RADIO DAY
Sarà una giornata memorabile per la radio, quella di oggi, a Roma, nella prestigiosa Sala della Stampa Estera di Palazzo Grazioli.
Un vero e proprio “Radio Day”, promosso dalla REA – Radiotelevisioni Europee Associate, che renderà omaggio a mezzo secolo di libertà d’antenna, passione e informazione locale.
A partire dalle ore 16.00 verranno presentati il docu-film e il libro “Lo Scrigno Parlante – la magia della voce”, firmati dal regista e produttore Vittorio Muscia.
Un’opera che racconta il fascino intramontabile della radio e il ruolo centra- le della voce, attraverso immagini, testimonianze e memoria storica. All’evento prenderà parte anche Elettra Marconi, figlia di Guglielmo Marconi, l’inventore della “scatola magica” che ha cambiato per sempre il modo di comunicare ed emozionare.
La presentazione cade in una ricorrenza simbolica: il cinquantenario della storica Sentenza n. 202 del 28 luglio 1976 della Corte Costituzionale, che pose fine al monopolio della RAI, aprendo la strada alle radio e televisioni locali.
Una conquista di libertà raccontata nel volume anche da Antonio Diomede, presidente della REA, che ripercorre le battaglie dei pionieri dell’emittenza privata.
Durante la cerimonia saranno conferite 32 benemerenze onorarie a editori e giornalisti che, dal 1976 ad oggi, hanno scritto pagine fondamentali della storia della radiotelevisione locale italiana. Tra i premiati figurano diverse realtà campane – Radio Castelluccio, Rete7, Radio Bussola 24, Telecolore – e storiche figure del microfono, come lo speaker e pioniere delle radio libere Tonino Luppino.

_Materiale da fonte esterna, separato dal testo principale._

use crate::math::{Isometry, Point, Real, UnitVector, Vector};
use crate::shape::{Segment, SupportMap};

/// The set of points within `radius` of a segment.
///
/// Capsules built with [`Capsule::new_y`] stand along their local `y` axis, which is how the
/// swept capsules of scene queries and the capsule colliders are oriented.
#[cfg_attr(feature = "serde-serialize", derive(Serialize, Deserialize))]
#[derive(Copy, Clone, Debug, PartialEq)]
pub struct Capsule {
    /// The inner segment joining the centers of both hemispheres.
    pub segment: Segment,
    /// The radius of the hemispheres and cylinder.
    pub radius: Real,
}

impl Capsule {
    /// A capsule with its inner segment going from `-half_height` to `half_height` along `x`.
    pub fn new_x(half_height: Real, radius: Real) -> Self {
        Self::along(Vector::x() * half_height, radius)
    }

    /// A capsule with its inner segment going from `-half_height` to `half_height` along `y`.
    pub fn new_y(half_height: Real, radius: Real) -> Self {
        Self::along(Vector::y() * half_height, radius)
    }

    /// A capsule with its inner segment going from `-half_height` to `half_height` along `z`.
    pub fn new_z(half_height: Real, radius: Real) -> Self {
        Self::along(Vector::z() * half_height, radius)
    }

    fn along(half_axis: Vector<Real>, radius: Real) -> Self {
        Self::new(Point::from(-half_axis), Point::from(half_axis), radius)
    }

    /// A capsule around the segment `[a, b]`.
    pub fn new(a: Point<Real>, b: Point<Real>, radius: Real) -> Self {
        Self {
            segment: Segment::new(a, b),
            radius,
        }
    }

    /// Half the length of the inner segment. The hemispheres are not included.
    pub fn half_height(&self) -> Real {
        self.segment.length() * 0.5
    }

    /// The midpoint of the inner segment.
    pub fn center(&self) -> Point<Real> {
        self.segment.a + (self.segment.b - self.segment.a) * 0.5
    }

    /// This capsule with its inner segment moved by `pos`.
    pub fn transform_by(&self, pos: &Isometry<Real>) -> Self {
        Self::new(pos * self.segment.a, pos * self.segment.b, self.radius)
    }
}

impl SupportMap for Capsule {
    fn local_support_point(&self, dir: &Vector<Real>) -> Point<Real> {
        let end = self.segment.local_support_point(dir);

        match dir.try_normalize(0.0) {
            Some(n) => end + n * self.radius,
            None => end,
        }
    }

    fn local_support_point_toward(&self, dir: &UnitVector<Real>) -> Point<Real> {
        self.segment.local_support_point(dir) + dir.into_inner() * self.radius
    }
}

#[cfg(test)]
mod test {
    use super::Capsule;
    use crate::math::{Isometry, Point, Vector};
    use crate::shape::SupportMap;

    #[test]
    fn support_points_lie_on_hemispheres() {
        let capsule = Capsule::new_y(1.0, 0.5);
        assert_relative_eq!(capsule.half_height(), 1.0);

        let top = capsule.local_support_point(&Vector::new(0.0, 3.0, 0.0));
        assert_relative_eq!(top, Point::new(0.0, 1.5, 0.0));

        let side = capsule.local_support_point(&Vector::new(1.0, -1.0, 0.0));
        let expected = Point::new(0.0, -1.0, 0.0) + Vector::new(1.0, -1.0, 0.0).normalize() * 0.5;
        assert_relative_eq!(side, expected, epsilon = 1.0e-6);
    }

    #[test]
    fn transformed_capsule_keeps_its_center() {
        let capsule = Capsule::new_x(1.0, 0.2);
        let pos = Isometry::new(Vector::new(1.0, 2.0, 3.0), Vector::new(0.3, 0.0, 1.2));
        let moved = capsule.transform_by(&pos);

        assert_relative_eq!(moved.center(), Point::new(1.0, 2.0, 3.0), epsilon = 1.0e-6);
        assert_relative_eq!(moved.half_height(), 1.0, epsilon = 1.0e-6);
    }
}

Un momento di particolare orgoglio anche per la Basilicata: tra le emittenti insignite della Benemerenza c’è infatti Radio Potenza Centrale, nel ricordo del suo fondatore e pioniere Nino Postiglione, che ha rappresentato per anni una voce libera e autorevole del territorio lucano.
Un riconoscimento che va oltre la celebrazione, ricordando come la radio locale sia stata – e continui a essere – uno strumento fondamentale di democrazia, identità e partecipazione, capace di raccontare i territori e dare voce alle comunità.
Anche quelle, come la Basilicata, che attraverso l’etere hanno saputo farsi ascoltare ben oltre i propri confini.